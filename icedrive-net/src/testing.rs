//! Shared test utilities for icedrive tests.
//!
//! Available behind the `test-util` feature or in `#[cfg(test)]` within
//! icedrive-net. Provides tracing setup, phase timing instrumentation, and a
//! helper for wiring simulated nodes into a peer directory.

use std::sync::Arc;
use std::time::Duration;

use icedrive_protocol::types::PeerId;

use crate::directory::StaticDirectory;
use crate::sim::{SimNetwork, SimPeerId, SimTransport};

/// Initialise a tracing subscriber for tests.
///
/// Respects the `RUST_LOG` environment variable, defaults to `debug`.
/// Uses `with_test_writer()` to integrate with `cargo test` output capture.
/// Safe to call multiple times; later calls are no-ops.
pub fn init_test_tracing() {
    let _ = tracing_subscriber::fmt()
        .with_env_filter(
            tracing_subscriber::EnvFilter::try_from_default_env()
                .unwrap_or_else(|_| "debug".into()),
        )
        .with_test_writer()
        .try_init();
}

/// Timing instrumentation for test phases.
///
/// Records the duration of each named phase and logs a summary on drop.
///
/// # Example
///
/// ```ignore
/// let mut timer = TestTimer::new("resolve_from_single_holder");
/// let mesh = SimMesh::new(3).await;
/// timer.phase("mesh_setup");
/// // ...
/// timer.phase("resolve");
/// // timer logs summary on drop
/// ```
pub struct TestTimer {
    test_name: String,
    start: std::time::Instant,
    last: std::time::Instant,
    phases: Vec<(String, Duration)>,
}

impl TestTimer {
    /// Create a new timer for a test.
    pub fn new(test_name: &str) -> Self {
        let now = std::time::Instant::now();
        tracing::info!(target: "icedrive_test::timer", test = test_name, "test started");
        Self {
            test_name: test_name.to_string(),
            start: now,
            last: now,
            phases: Vec::new(),
        }
    }

    /// Record the end of a named phase.
    pub fn phase(&mut self, name: &str) {
        let now = std::time::Instant::now();
        let duration = now - self.last;
        tracing::info!(
            target: "icedrive_test::timer",
            test = %self.test_name,
            phase = name,
            duration_ms = duration.as_millis() as u64,
            elapsed_ms = (now - self.start).as_millis() as u64,
            "phase complete"
        );
        self.phases.push((name.to_string(), duration));
        self.last = now;
    }
}

impl Drop for TestTimer {
    fn drop(&mut self) {
        tracing::info!(
            target: "icedrive_test::timer",
            test = %self.test_name,
            total_ms = self.start.elapsed().as_millis() as u64,
            phase_count = self.phases.len(),
            "test timing summary"
        );
    }
}

/// Deterministic node identity for simulated node number `n`.
pub fn sim_peer_id(n: u64) -> PeerId {
    let mut id = [0u8; 32];
    id[..8].copy_from_slice(&n.to_be_bytes());
    PeerId(id)
}

/// One node of a [`SimMesh`].
pub struct SimNode {
    /// Identity the other nodes know this node by.
    pub peer_id: PeerId,
    /// Outbound transports to every other node.
    pub directory: Arc<StaticDirectory<SimTransport>>,
    /// Inbound side of each link, paired with the remote node's identity.
    pub listeners: Vec<(PeerId, Arc<SimTransport>)>,
}

/// A fully connected mesh of simulated nodes.
pub struct SimMesh {
    pub network: SimNetwork,
    pub sim_ids: Vec<SimPeerId>,
    pub nodes: Vec<SimNode>,
}

impl SimMesh {
    /// Create `count` nodes and connect every pair.
    pub async fn new(count: usize) -> Self {
        let mut network = SimNetwork::new();
        let sim_ids: Vec<SimPeerId> = (0..count)
            .map(|i| network.create_peer(&format!("node-{i}")))
            .collect();
        let mut nodes: Vec<SimNode> = (0..count)
            .map(|i| SimNode {
                peer_id: sim_peer_id(i as u64),
                directory: Arc::new(StaticDirectory::new()),
                listeners: Vec::new(),
            })
            .collect();

        for i in 0..count {
            for j in (i + 1)..count {
                let (side_i, side_j) = network.connect(sim_ids[i], sim_ids[j]).await;
                let (pi, pj) = (nodes[i].peer_id, nodes[j].peer_id);
                nodes[i].directory.announce(pj, side_i.transport());
                nodes[i].listeners.push((pj, side_i.transport()));
                nodes[j].directory.announce(pi, side_j.transport());
                nodes[j].listeners.push((pi, side_j.transport()));
            }
        }

        Self {
            network,
            sim_ids,
            nodes,
        }
    }
}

****

• [WHAT IS BEING ASKED] Copy each line above that contains the string "every".

• [REPLY TO THE EXERCISE]
    /// Outbound transports to every other node.
    /// Create `count` nodes and connect every pair.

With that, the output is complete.